## Problem statement
List each line of the data that holds the string "value".

--------------------------------------------------

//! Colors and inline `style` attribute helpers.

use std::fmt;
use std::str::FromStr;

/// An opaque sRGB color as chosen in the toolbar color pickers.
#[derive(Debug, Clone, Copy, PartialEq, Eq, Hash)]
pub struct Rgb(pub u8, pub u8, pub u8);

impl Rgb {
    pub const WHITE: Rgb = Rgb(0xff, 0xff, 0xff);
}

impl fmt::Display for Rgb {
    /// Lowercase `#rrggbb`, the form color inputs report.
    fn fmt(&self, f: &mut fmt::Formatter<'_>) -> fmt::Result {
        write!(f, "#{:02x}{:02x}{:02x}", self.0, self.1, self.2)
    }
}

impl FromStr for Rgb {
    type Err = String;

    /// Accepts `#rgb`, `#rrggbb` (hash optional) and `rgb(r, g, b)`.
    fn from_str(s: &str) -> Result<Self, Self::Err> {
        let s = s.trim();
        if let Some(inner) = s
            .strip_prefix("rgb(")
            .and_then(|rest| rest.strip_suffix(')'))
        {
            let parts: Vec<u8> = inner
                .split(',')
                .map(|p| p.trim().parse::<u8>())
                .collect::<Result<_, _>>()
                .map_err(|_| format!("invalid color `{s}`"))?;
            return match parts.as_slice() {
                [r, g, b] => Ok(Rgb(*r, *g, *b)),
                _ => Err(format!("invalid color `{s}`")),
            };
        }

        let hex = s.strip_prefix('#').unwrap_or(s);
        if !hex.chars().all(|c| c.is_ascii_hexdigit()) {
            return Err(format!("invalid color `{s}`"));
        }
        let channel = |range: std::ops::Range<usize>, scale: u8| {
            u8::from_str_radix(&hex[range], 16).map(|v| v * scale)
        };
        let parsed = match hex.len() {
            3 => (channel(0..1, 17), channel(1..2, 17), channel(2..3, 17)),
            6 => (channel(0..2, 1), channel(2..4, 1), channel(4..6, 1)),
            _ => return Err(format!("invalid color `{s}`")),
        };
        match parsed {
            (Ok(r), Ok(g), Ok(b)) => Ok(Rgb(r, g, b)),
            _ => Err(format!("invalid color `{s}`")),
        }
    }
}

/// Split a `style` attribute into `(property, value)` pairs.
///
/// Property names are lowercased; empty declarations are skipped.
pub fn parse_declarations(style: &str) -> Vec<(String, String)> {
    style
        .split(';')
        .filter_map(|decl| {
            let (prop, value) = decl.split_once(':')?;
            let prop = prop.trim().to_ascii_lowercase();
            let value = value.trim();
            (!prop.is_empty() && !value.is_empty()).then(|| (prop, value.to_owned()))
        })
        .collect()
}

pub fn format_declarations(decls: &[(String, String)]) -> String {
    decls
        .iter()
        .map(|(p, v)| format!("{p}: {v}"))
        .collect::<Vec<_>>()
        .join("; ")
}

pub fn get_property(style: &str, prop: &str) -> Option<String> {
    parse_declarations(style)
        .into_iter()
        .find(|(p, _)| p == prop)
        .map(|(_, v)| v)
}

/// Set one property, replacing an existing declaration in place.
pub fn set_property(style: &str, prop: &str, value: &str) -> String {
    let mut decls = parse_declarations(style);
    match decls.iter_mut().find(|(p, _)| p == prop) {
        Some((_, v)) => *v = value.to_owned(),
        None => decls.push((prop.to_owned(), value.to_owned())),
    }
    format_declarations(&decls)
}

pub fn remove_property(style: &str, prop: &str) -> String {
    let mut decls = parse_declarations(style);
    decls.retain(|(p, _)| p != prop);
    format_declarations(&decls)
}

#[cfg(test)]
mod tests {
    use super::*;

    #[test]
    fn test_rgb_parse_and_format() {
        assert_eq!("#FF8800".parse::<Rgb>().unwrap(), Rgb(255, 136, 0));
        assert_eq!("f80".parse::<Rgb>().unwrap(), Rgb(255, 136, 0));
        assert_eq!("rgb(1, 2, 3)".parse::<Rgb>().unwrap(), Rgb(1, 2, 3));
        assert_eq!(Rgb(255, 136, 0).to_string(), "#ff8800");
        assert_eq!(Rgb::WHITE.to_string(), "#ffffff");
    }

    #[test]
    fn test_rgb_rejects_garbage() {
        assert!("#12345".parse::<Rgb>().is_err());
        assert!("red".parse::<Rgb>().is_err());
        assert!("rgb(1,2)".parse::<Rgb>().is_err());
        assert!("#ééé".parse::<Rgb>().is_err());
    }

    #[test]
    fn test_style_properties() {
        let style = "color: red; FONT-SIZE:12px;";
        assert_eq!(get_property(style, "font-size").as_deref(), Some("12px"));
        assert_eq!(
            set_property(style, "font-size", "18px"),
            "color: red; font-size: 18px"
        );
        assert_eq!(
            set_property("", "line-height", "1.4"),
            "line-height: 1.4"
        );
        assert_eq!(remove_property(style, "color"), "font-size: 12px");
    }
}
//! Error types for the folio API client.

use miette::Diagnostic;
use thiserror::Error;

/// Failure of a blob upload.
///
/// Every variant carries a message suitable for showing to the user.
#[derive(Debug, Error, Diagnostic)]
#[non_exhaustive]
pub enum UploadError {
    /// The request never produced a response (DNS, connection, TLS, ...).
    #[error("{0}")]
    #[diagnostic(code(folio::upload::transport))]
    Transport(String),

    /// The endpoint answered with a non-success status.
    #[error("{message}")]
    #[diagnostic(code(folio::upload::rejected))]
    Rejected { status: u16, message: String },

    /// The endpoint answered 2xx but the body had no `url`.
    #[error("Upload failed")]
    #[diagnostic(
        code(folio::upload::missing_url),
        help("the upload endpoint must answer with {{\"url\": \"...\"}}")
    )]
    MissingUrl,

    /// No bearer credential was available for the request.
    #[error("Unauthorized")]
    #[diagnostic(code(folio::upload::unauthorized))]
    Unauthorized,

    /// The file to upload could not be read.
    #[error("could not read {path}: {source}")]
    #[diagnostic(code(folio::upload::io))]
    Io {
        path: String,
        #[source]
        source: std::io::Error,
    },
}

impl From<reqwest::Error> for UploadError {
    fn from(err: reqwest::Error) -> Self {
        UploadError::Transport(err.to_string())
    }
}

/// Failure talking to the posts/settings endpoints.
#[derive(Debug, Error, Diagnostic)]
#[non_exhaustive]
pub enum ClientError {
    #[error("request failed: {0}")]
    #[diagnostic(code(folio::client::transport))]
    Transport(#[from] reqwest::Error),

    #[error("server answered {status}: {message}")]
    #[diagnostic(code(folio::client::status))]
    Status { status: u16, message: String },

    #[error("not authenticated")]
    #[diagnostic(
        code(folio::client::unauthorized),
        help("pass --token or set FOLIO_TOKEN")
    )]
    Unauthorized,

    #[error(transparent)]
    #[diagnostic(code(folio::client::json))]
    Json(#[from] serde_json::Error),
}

--------------------------------------------------

## Solution
/// Split a `style` attribute into `(property, value)` pairs.
            let (prop, value) = decl.split_once(':')?;
            let value = value.trim();
            (!prop.is_empty() && !value.is_empty()).then(|| (prop, value.to_owned()))
pub fn set_property(style: &str, prop: &str, value: &str) -> String {
        Some((_, v)) => *v = value.to_owned(),
        None => decls.push((prop.to_owned(), value.to_owned())),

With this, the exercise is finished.